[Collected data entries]
================
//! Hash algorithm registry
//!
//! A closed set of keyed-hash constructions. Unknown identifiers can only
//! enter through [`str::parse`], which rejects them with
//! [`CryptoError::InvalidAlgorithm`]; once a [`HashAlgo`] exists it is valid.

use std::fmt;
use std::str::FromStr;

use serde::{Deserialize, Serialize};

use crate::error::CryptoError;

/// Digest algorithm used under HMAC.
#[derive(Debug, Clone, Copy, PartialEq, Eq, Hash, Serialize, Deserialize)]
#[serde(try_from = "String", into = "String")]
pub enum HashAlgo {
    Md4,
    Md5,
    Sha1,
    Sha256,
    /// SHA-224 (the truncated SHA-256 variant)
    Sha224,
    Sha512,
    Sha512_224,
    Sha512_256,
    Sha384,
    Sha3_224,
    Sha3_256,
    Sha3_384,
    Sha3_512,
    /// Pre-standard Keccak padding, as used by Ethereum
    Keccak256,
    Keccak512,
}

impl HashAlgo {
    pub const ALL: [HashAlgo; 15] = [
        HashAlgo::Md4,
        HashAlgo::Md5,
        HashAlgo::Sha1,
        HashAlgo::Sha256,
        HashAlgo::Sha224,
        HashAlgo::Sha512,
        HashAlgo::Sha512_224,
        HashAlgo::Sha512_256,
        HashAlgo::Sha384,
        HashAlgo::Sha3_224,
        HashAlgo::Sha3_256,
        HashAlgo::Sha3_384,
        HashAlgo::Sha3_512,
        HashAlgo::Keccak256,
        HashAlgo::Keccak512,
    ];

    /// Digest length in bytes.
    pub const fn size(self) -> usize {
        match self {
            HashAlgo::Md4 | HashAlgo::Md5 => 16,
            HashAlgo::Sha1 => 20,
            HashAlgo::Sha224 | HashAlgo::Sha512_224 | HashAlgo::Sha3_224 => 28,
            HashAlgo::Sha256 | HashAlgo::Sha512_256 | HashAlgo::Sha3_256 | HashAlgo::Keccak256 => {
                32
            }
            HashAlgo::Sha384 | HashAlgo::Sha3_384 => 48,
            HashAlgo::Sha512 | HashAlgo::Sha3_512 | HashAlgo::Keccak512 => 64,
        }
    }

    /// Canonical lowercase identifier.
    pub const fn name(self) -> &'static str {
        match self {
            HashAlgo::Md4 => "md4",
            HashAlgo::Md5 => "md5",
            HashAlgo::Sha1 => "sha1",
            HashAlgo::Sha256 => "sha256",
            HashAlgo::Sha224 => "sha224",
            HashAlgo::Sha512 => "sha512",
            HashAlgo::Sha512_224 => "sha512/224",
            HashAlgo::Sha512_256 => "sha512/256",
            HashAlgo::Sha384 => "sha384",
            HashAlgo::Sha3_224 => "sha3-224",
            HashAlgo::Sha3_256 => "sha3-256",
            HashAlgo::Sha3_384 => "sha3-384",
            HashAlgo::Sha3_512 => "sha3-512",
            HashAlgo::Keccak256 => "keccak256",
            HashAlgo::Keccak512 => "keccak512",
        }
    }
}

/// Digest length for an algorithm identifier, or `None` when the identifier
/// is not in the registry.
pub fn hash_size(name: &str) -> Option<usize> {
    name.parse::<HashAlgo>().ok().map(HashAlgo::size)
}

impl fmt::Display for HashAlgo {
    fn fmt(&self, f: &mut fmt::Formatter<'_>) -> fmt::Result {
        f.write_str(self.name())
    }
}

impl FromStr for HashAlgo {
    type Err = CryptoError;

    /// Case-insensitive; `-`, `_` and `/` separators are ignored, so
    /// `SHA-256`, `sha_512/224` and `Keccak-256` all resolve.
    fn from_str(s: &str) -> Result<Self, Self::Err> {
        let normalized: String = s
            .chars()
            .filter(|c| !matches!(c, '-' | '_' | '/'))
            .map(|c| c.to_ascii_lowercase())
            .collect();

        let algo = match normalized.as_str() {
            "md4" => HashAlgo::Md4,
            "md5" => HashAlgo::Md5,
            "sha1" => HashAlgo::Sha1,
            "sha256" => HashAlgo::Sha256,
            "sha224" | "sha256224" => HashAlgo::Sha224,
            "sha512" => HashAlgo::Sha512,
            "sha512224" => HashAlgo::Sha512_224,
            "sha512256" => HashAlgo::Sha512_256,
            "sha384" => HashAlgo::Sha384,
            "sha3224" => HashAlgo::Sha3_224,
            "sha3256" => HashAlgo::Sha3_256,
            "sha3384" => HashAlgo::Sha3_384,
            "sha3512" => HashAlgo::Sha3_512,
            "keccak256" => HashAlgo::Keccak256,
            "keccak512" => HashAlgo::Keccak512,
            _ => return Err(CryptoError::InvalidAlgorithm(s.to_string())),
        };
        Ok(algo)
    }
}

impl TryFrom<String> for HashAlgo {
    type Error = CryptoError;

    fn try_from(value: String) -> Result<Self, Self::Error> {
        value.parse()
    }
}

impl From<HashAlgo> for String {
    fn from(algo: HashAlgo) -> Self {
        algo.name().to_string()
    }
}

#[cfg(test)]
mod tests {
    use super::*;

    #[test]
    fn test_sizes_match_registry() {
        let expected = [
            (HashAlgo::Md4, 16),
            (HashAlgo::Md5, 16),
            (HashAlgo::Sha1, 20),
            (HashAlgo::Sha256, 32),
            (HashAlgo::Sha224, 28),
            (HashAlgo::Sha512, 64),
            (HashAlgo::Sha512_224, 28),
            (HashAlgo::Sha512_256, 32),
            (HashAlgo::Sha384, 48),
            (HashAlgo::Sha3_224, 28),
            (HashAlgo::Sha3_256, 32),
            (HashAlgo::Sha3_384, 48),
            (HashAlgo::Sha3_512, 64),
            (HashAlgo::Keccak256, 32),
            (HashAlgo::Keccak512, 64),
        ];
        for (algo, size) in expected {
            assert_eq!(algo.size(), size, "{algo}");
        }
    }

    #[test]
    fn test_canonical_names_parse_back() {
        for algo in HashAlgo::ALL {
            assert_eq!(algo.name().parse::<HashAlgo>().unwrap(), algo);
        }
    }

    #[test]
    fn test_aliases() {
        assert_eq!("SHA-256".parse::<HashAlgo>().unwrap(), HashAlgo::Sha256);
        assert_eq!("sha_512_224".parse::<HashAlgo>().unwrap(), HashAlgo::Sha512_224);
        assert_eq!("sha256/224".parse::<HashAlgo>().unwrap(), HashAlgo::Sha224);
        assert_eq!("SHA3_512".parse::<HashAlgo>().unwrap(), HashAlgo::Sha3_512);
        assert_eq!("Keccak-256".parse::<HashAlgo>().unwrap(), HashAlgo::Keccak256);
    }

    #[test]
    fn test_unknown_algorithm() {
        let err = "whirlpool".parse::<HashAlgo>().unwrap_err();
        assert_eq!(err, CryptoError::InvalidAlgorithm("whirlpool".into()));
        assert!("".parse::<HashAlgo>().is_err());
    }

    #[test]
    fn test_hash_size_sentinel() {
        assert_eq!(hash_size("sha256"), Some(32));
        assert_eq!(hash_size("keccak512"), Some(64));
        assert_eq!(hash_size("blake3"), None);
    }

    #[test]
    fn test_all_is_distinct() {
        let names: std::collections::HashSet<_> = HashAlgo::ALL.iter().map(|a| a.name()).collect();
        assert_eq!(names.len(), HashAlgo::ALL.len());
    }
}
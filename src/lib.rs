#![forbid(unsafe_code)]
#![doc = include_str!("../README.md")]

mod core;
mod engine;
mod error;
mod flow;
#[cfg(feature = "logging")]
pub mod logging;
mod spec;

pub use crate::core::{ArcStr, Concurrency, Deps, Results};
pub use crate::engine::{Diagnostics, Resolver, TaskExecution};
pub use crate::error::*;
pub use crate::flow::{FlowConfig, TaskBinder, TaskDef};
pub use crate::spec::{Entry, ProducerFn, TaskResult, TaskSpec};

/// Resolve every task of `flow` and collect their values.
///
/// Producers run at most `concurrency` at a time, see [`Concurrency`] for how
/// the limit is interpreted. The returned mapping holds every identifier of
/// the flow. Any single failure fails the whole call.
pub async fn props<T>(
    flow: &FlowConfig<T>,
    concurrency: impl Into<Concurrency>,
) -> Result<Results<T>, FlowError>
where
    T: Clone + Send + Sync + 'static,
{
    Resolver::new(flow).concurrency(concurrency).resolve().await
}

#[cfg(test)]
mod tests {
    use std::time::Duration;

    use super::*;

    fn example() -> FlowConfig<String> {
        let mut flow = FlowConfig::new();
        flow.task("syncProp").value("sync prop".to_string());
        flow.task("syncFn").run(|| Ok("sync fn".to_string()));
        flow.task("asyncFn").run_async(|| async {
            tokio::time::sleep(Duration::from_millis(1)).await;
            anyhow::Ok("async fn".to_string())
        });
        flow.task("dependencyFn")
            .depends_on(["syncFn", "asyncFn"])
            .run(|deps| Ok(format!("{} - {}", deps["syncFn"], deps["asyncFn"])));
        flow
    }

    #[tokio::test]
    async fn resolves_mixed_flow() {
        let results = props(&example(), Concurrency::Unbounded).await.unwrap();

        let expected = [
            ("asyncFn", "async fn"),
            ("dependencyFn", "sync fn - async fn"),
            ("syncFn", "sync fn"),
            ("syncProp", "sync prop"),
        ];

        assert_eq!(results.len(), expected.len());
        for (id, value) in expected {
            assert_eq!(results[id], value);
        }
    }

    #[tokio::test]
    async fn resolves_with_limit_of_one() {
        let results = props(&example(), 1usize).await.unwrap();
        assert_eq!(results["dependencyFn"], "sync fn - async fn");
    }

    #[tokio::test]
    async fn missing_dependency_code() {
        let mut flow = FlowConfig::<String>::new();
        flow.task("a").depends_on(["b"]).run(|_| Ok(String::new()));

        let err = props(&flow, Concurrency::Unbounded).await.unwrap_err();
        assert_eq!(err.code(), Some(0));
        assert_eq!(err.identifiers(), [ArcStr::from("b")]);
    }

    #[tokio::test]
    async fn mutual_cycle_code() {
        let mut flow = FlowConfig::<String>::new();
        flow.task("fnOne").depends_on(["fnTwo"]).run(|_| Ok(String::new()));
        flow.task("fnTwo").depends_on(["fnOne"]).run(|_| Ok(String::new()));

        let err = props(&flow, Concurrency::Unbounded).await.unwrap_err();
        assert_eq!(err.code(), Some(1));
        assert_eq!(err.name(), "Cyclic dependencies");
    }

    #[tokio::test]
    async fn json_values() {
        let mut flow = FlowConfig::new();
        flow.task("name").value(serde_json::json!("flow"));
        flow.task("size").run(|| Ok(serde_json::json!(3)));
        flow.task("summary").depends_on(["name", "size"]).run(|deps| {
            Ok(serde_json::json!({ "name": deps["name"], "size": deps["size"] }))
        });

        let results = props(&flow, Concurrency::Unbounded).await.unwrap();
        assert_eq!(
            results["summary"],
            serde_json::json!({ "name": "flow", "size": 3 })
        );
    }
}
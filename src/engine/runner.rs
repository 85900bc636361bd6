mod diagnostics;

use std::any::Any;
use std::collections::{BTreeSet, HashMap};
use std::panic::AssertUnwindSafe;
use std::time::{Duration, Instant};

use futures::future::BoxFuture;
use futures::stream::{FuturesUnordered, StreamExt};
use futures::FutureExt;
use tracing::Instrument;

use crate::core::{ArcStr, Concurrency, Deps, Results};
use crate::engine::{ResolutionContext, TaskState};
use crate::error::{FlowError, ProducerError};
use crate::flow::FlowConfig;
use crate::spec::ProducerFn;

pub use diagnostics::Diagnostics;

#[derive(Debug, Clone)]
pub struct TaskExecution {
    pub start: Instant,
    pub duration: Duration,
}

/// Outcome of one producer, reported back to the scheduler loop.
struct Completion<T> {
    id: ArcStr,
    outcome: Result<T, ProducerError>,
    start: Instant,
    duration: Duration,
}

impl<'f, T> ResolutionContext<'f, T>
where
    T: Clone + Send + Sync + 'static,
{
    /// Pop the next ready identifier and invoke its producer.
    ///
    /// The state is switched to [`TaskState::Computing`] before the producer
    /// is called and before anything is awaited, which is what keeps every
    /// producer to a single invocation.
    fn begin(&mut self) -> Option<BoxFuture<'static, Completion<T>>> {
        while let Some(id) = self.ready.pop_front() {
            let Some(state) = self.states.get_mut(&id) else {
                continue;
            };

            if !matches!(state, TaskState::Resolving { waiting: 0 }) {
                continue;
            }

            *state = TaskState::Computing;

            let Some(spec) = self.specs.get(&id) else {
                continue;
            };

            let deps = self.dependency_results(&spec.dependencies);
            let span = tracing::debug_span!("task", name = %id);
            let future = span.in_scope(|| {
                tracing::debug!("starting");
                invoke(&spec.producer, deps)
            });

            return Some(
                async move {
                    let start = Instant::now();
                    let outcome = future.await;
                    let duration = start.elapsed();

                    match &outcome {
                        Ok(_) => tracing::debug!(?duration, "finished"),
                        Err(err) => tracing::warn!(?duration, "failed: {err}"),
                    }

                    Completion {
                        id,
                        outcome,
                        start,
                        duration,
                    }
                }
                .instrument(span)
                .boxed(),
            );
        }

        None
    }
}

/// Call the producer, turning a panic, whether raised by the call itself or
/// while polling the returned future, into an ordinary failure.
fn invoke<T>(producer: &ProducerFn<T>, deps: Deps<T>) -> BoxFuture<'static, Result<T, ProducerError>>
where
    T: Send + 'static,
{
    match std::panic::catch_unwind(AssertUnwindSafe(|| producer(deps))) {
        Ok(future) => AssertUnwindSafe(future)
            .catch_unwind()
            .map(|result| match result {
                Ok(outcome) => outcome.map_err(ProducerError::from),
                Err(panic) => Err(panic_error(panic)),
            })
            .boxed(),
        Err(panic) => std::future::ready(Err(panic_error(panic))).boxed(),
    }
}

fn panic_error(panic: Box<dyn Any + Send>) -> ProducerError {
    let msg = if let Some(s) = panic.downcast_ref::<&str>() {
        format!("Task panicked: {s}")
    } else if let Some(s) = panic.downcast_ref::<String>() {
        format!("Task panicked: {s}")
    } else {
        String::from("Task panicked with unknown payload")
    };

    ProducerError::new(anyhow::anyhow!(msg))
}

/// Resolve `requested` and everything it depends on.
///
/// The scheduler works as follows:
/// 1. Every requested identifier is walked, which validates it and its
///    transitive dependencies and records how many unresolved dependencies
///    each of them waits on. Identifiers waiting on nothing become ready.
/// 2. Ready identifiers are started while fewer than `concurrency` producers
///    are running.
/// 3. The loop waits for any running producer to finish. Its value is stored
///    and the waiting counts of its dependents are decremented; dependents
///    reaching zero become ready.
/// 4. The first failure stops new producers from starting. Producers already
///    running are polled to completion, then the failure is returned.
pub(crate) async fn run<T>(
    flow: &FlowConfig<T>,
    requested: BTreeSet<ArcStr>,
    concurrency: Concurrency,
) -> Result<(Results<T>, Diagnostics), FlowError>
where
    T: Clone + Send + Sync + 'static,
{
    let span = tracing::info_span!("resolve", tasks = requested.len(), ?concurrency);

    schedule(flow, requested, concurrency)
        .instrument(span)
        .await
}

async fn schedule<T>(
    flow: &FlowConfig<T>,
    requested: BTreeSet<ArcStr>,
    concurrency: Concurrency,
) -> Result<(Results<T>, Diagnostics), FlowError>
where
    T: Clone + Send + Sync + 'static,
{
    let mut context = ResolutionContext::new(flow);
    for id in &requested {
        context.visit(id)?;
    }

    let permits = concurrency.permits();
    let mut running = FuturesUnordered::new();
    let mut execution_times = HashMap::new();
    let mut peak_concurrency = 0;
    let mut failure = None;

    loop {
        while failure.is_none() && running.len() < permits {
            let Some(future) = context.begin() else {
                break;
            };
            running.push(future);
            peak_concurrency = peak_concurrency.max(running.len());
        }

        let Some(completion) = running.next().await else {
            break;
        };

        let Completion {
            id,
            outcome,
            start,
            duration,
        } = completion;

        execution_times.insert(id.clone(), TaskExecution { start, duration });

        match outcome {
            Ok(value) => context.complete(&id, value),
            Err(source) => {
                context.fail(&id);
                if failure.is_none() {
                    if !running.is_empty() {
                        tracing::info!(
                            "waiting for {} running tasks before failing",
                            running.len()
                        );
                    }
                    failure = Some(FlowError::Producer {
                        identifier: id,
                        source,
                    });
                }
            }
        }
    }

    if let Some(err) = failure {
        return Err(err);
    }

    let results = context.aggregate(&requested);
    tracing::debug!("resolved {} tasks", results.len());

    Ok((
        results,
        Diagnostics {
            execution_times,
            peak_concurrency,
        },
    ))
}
================
Task: Using the data above, extract exactly the lines from the one that holds "The scheduler works" to the one that holds "nothing become ready.", both ends included, and no others.

Response to this exercise:
/// The scheduler works as follows:
/// 1. Every requested identifier is walked, which validates it and its
///    transitive dependencies and records how many unresolved dependencies
///    each of them waits on. Identifiers waiting on nothing become ready.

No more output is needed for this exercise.